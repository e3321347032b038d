/* src/client/core/rust/src/config.rs */

//! Page configuration, handed over as JSON by the boot script.
//! Every field has a default so an empty object is a valid config.

use std::collections::BTreeMap;

use serde::{Deserialize, Deserializer};

use crate::error::{LandingError, Result};
use crate::locale::Language;
use crate::theme::Theme;

#[derive(Debug, Clone, Deserialize)]
pub struct LandingConfig {
  #[serde(default)]
  pub storage: StorageSection,
  #[serde(default)]
  pub defaults: DefaultsSection,
  #[serde(default)]
  pub reveal: RevealSection,
  #[serde(default)]
  pub toast: ToastSection,
  #[serde(default)]
  pub touch: TouchSection,
  /// Entries are merged over the built-in platforms; unlisted ones keep
  /// their placeholder.
  #[serde(default = "default_social", deserialize_with = "merge_social")]
  pub social: BTreeMap<String, SocialLinkConfig>,
  #[serde(default = "default_log_level")]
  pub log_level: String,
}

impl Default for LandingConfig {
  fn default() -> Self {
    Self {
      storage: StorageSection::default(),
      defaults: DefaultsSection::default(),
      reveal: RevealSection::default(),
      toast: ToastSection::default(),
      touch: TouchSection::default(),
      social: default_social(),
      log_level: default_log_level(),
    }
  }
}

impl LandingConfig {
  /// Parse a JSON config. Empty or whitespace-only input means defaults.
  pub fn from_json(json: &str) -> Result<Self> {
    if json.trim().is_empty() {
      return Ok(Self::default());
    }
    let config: Self = serde_json::from_str(json)?;
    config.validate()?;
    Ok(config)
  }

  pub fn validate(&self) -> Result<()> {
    let storage = &self.storage;
    if storage.language_key.is_empty() || storage.theme_key.is_empty() {
      return Err(LandingError::config("storage keys must not be empty"));
    }
    if storage.language_key == storage.theme_key {
      return Err(LandingError::config(format!(
        "storage.language_key and storage.theme_key are both \"{}\"",
        storage.language_key
      )));
    }
    if !(self.reveal.threshold > 0.0 && self.reveal.threshold <= 1.0) {
      return Err(LandingError::config(format!(
        "reveal.threshold must be in (0, 1], got {}",
        self.reveal.threshold
      )));
    }
    if self.toast.confirm_ms == 0 || self.toast.qr_hint_ms == 0 {
      return Err(LandingError::config("toast delays must be positive"));
    }
    Ok(())
  }
}

// --- Sections ---

#[derive(Debug, Clone, Deserialize)]
pub struct StorageSection {
  #[serde(default = "default_language_key")]
  pub language_key: String,
  #[serde(default = "default_theme_key")]
  pub theme_key: String,
}

impl Default for StorageSection {
  fn default() -> Self {
    Self { language_key: default_language_key(), theme_key: default_theme_key() }
  }
}

#[derive(Debug, Clone, Copy, Default, Deserialize)]
pub struct DefaultsSection {
  #[serde(default)]
  pub language: Language,
  #[serde(default)]
  pub theme: Theme,
}

#[derive(Debug, Clone, Deserialize)]
pub struct RevealSection {
  #[serde(default = "default_reveal_selector")]
  pub selector: String,
  /// Fraction of the section that must be visible before it reveals.
  #[serde(default = "default_reveal_threshold")]
  pub threshold: f64,
  #[serde(default = "default_reveal_offset")]
  pub offset_px: u32,
  #[serde(default = "default_reveal_duration")]
  pub duration_ms: u32,
}

impl Default for RevealSection {
  fn default() -> Self {
    Self {
      selector: default_reveal_selector(),
      threshold: default_reveal_threshold(),
      offset_px: default_reveal_offset(),
      duration_ms: default_reveal_duration(),
    }
  }
}

#[derive(Debug, Clone, Copy, Deserialize)]
pub struct ToastSection {
  #[serde(default = "default_confirm_ms")]
  pub confirm_ms: u32,
  #[serde(default = "default_qr_hint_ms")]
  pub qr_hint_ms: u32,
  /// Grace period before an outside click may close a tooltip, so the
  /// click that opened it does not close it again.
  #[serde(default = "default_outside_click_arm_ms")]
  pub outside_click_arm_ms: u32,
}

impl Default for ToastSection {
  fn default() -> Self {
    Self {
      confirm_ms: default_confirm_ms(),
      qr_hint_ms: default_qr_hint_ms(),
      outside_click_arm_ms: default_outside_click_arm_ms(),
    }
  }
}

#[derive(Debug, Clone, Copy, Deserialize)]
pub struct TouchSection {
  #[serde(default = "default_double_tap_ms")]
  pub double_tap_ms: u32,
  #[serde(default = "default_release_reset_ms")]
  pub release_reset_ms: u32,
}

impl Default for TouchSection {
  fn default() -> Self {
    Self { double_tap_ms: default_double_tap_ms(), release_reset_ms: default_release_reset_ms() }
  }
}

#[derive(Debug, Clone, PartialEq, Eq, Deserialize)]
pub struct SocialLinkConfig {
  /// Link target; `#` (or empty) marks a platform that is not set up yet.
  #[serde(default = "default_href")]
  pub href: String,
  /// Shown in the "coming soon" tooltip while `href` is a placeholder.
  #[serde(default)]
  pub placeholder: Option<String>,
}

fn default_language_key() -> String {
  "language".to_string()
}

fn default_theme_key() -> String {
  "theme".to_string()
}

fn default_reveal_selector() -> String {
  ".section".to_string()
}

fn default_reveal_threshold() -> f64 {
  0.1
}

fn default_reveal_offset() -> u32 {
  20
}

fn default_reveal_duration() -> u32 {
  600
}

fn default_confirm_ms() -> u32 {
  2000
}

fn default_qr_hint_ms() -> u32 {
  3000
}

fn default_outside_click_arm_ms() -> u32 {
  100
}

fn default_double_tap_ms() -> u32 {
  300
}

fn default_release_reset_ms() -> u32 {
  150
}

fn default_href() -> String {
  "#".to_string()
}

fn default_log_level() -> String {
  "info".to_string()
}

fn default_social() -> BTreeMap<String, SocialLinkConfig> {
  [
    ("bilibili", "https://space.bilibili.com/[???]"),
    ("douyin", "https://www.douyin.com/user/[???]"),
    ("weibo", "https://weibo.com/[???]"),
    ("github", "https://github.com/[???]"),
  ]
  .into_iter()
  .map(|(id, placeholder)| {
    (id.to_string(), SocialLinkConfig { href: default_href(), placeholder: Some(placeholder.into()) })
  })
  .collect()
}

fn merge_social<'de, D>(deserializer: D) -> std::result::Result<BTreeMap<String, SocialLinkConfig>, D::Error>
where
  D: Deserializer<'de>,
{
  let overrides = BTreeMap::<String, SocialLinkConfig>::deserialize(deserializer)?;
  let mut social = default_social();
  social.extend(overrides);
  Ok(social)
}

#[cfg(test)]
mod tests {
  use super::*;

  #[test]
  fn empty_input_uses_defaults() {
    let config = LandingConfig::from_json("").unwrap();
    assert_eq!(config.storage.language_key, "language");
    assert_eq!(config.storage.theme_key, "theme");
    assert_eq!(config.defaults.language, Language::Zh);
    assert_eq!(config.defaults.theme, Theme::Light);
    assert_eq!(config.reveal.selector, ".section");
    assert!((config.reveal.threshold - 0.1).abs() < f64::EPSILON);
    assert_eq!(config.toast.confirm_ms, 2000);
    assert_eq!(config.toast.qr_hint_ms, 3000);
    assert_eq!(config.touch.double_tap_ms, 300);
    assert_eq!(config.log_level, "info");
  }

  #[test]
  fn default_impl_matches_empty_object() {
    let from_json = LandingConfig::from_json("{}").unwrap();
    let built = LandingConfig::default();
    assert_eq!(from_json.social, built.social);
    assert_eq!(from_json.log_level, built.log_level);
    assert_eq!(from_json.reveal.offset_px, built.reveal.offset_px);
    assert!(built.validate().is_ok());
  }

  #[test]
  fn default_social_platforms_are_placeholders() {
    let config = LandingConfig::from_json("{}").unwrap();
    let ids: Vec<&str> = config.social.keys().map(String::as_str).collect();
    assert_eq!(ids, ["bilibili", "douyin", "github", "weibo"]);
    let github = &config.social["github"];
    assert_eq!(github.href, "#");
    assert_eq!(github.placeholder.as_deref(), Some("https://github.com/[???]"));
  }

  #[test]
  fn partial_sections_keep_field_defaults() {
    let config = LandingConfig::from_json(
      r#"{"defaults": {"language": "en"}, "toast": {"confirm_ms": 1500}}"#,
    )
    .unwrap();
    assert_eq!(config.defaults.language, Language::En);
    assert_eq!(config.defaults.theme, Theme::Light);
    assert_eq!(config.toast.confirm_ms, 1500);
    assert_eq!(config.toast.qr_hint_ms, 3000);
  }

  #[test]
  fn social_entries_merge_over_defaults() {
    let config =
      LandingConfig::from_json(r#"{"social": {"github": {"href": "https://github.com/canmi21"}}}"#)
        .unwrap();
    assert_eq!(config.social["github"].href, "https://github.com/canmi21");
    assert_eq!(config.social["github"].placeholder, None);
    // Platforms left out keep their placeholder tooltip
    assert_eq!(config.social.len(), 4);
    assert_eq!(config.social["weibo"].placeholder.as_deref(), Some("https://weibo.com/[???]"));
  }

  #[test]
  fn social_entries_can_add_platforms() {
    let config = LandingConfig::from_json(r#"{"social": {"mastodon": {"href": "https://mastodon.social/@me"}}}"#)
      .unwrap();
    assert_eq!(config.social.len(), 5);
    assert_eq!(config.social["mastodon"].href, "https://mastodon.social/@me");
    assert_eq!(config.social["github"].href, "#");
  }

  #[test]
  fn rejects_shared_storage_key() {
    let err = LandingConfig::from_json(r#"{"storage": {"language_key": "prefs", "theme_key": "prefs"}}"#)
      .unwrap_err();
    assert!(err.to_string().contains("both \"prefs\""));
  }

  #[test]
  fn rejects_out_of_range_threshold() {
    assert!(LandingConfig::from_json(r#"{"reveal": {"threshold": 0}}"#).is_err());
    assert!(LandingConfig::from_json(r#"{"reveal": {"threshold": 1.5}}"#).is_err());
    assert!(LandingConfig::from_json(r#"{"reveal": {"threshold": 1}}"#).is_ok());
  }

  #[test]
  fn rejects_zero_toast_delay() {
    assert!(LandingConfig::from_json(r#"{"toast": {"qr_hint_ms": 0}}"#).is_err());
  }

  #[test]
  fn rejects_unknown_default_language() {
    let err = LandingConfig::from_json(r#"{"defaults": {"language": "fr"}}"#).unwrap_err();
    assert!(matches!(err, LandingError::Config(_)));
  }
}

__What is needed__
Will you return exactly the lines above from the one with "pub fn validate(&self)" down to the one with "pub struct StorageSection", counting both as part of the range?

__Written solution__
  pub fn validate(&self) -> Result<()> {
    let storage = &self.storage;
    if storage.language_key.is_empty() || storage.theme_key.is_empty() {
      return Err(LandingError::config("storage keys must not be empty"));
    }
    if storage.language_key == storage.theme_key {
      return Err(LandingError::config(format!(
        "storage.language_key and storage.theme_key are both \"{}\"",
        storage.language_key
      )));
    }
    if !(self.reveal.threshold > 0.0 && self.reveal.threshold <= 1.0) {
      return Err(LandingError::config(format!(
        "reveal.threshold must be in (0, 1], got {}",
        self.reveal.threshold
      )));
    }
    if self.toast.confirm_ms == 0 || self.toast.qr_hint_ms == 0 {
      return Err(LandingError::config("toast delays must be positive"));
    }
    Ok(())
  }
}

// --- Sections ---

#[derive(Debug, Clone, Deserialize)]
pub struct StorageSection {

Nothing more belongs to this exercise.